Manningham-Buller is better known as the former head of MI5, and that was her evidence to the Chilcott inquiry in 2010, in which she explained at length how the UK's participation in the attack on Iraq substantially increased the threat of terrorism to Britons. This "young jihadis" line from the government, in co-operation with News Corp tabloids, is another stage in its hyping of the terrorist threat of the Islamic State, which has proved a useful distraction from the government's domestic problems. Not that the Abbott government is the only government doing this: the Obama administration has been guilty of the same wild hype, with Defense Secretary Chuck Hagel last week declaring IS a greater threat than al-Qaeda and "beyond just a terrorist group". Bear in mind, for the purposes of that comparison, that al-Qaeda was claimed during the 2000s to have access to weapons of mass destruction, while IS so far has concentrated on the terrorist theatre of individual beheadings and other gruesome forms of execution. That dissonance was reflected in the fact that, at the same time that Hagel was claiming IS a bigger threat than al-Qaeda, the FBI and the Department of Homeland Security were saying it posed "no specific or credible threat" to the United States. But for the purposes of the War on Terror, there must always be a bigger threat looming.
"Radicalisation is not some random event ... but a coherent response by (mostly) young Muslim men to the perception that Western governments are at war with Islamic countries."

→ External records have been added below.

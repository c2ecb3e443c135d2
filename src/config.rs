use anyhow::{anyhow, Context, Result};

pub const SERVER_URL_VAR: &str = "SERVER_URL";
pub const MAX_CONCURRENT_TABLES_VAR: &str = "MAX_CONCURRENT_TABLES";

/// Process-level configuration, resolved once at startup and passed to the syncer.
#[derive(Debug, Clone, PartialEq, Eq)]
pub struct ServerConfig {
    /// Base URL of the JSON API with trailing slashes removed.
    pub base_url: String,
    /// Upper bound on tables fetched at once. `None` fans out to every table.
    pub max_concurrency: Option<usize>,
}

impl ServerConfig {
    /// Read `SERVER_URL` and `MAX_CONCURRENT_TABLES` from the environment.
    pub fn from_env() -> Result<Self> {
        let server_url = std::env::var(SERVER_URL_VAR).ok();
        let max_concurrency = std::env::var(MAX_CONCURRENT_TABLES_VAR).ok();
        Self::from_values(server_url.as_deref(), max_concurrency.as_deref())
    }

    pub fn from_values(server_url: Option<&str>, max_concurrency: Option<&str>) -> Result<Self> {
        let server_url = server_url.map(str::trim).unwrap_or_default();
        if server_url.is_empty() {
            return Err(anyhow!("{} not set", SERVER_URL_VAR));
        }
        let base_url = server_url.trim_end_matches('/').to_string();

        let max_concurrency = match max_concurrency.map(str::trim) {
            None | Some("") => None,
            Some(raw) => {
                let n: usize = raw
                    .parse()
                    .with_context(|| format!("invalid {}: {raw}", MAX_CONCURRENT_TABLES_VAR))?;
                (n > 0).then_some(n)
            }
        };

        Ok(Self { base_url, max_concurrency })
    }
}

Abbott's version of "radicalisation" is the same as that memorably articulated by ASIO head David Irvine, in which radicalisation is seen as a kind of virus that might infect one if one's security hygiene is poor, rather than a specific and, from the point of view of the individual radicalised, entirely rational response to external events. In 2011, Irvine argued that the internet was the vector for radicalisation-as-virus, saying: "The rampant use of the internet, the democratisation of communication, has resulted in new and effective means for individuals to propagate and absorb unfettered ideas and information and to be radicalised -- literally, in their lounge rooms." Irvine's conception of radicalisation was that of a disease that could strike anywhere, anytime, even in that safe domestic space of the lounge room, unless one took steps to prevent it -- with the implication that Muslims were particularly susceptible to being infected. The funding provided by Abbott today is similarly based on this approach, with funding primarily directed to law enforcement agencies to "monitor" and "disrupt" vectors of radicalisation like returned foreign fighters and extremist groups. As Manningham-Butler explained, however, radicalisation is not some random event like contracting meningitis, but a coherent response by (mostly) young Muslim men to the perception that Western governments are at war with Islamic countries. The hyping of the threat of IS -- which serves to maximise the transgressive appeal of the militants, and transgressive appeal is one of the most powerful marketing tools when it comes to young people -- and increased Western military intervention directed at IS is likely to simply renew the cycle of radicalisation. That cycle resulted in Britons carrying out terrorist bombings in the UK and British men fighting against their own country in Iraq. The question continues to be: are Western governments making the same mistakes as a decade ago in ignorance, or are they doing it deliberately, knowing full well they perpetuate the War on Terror in doing so?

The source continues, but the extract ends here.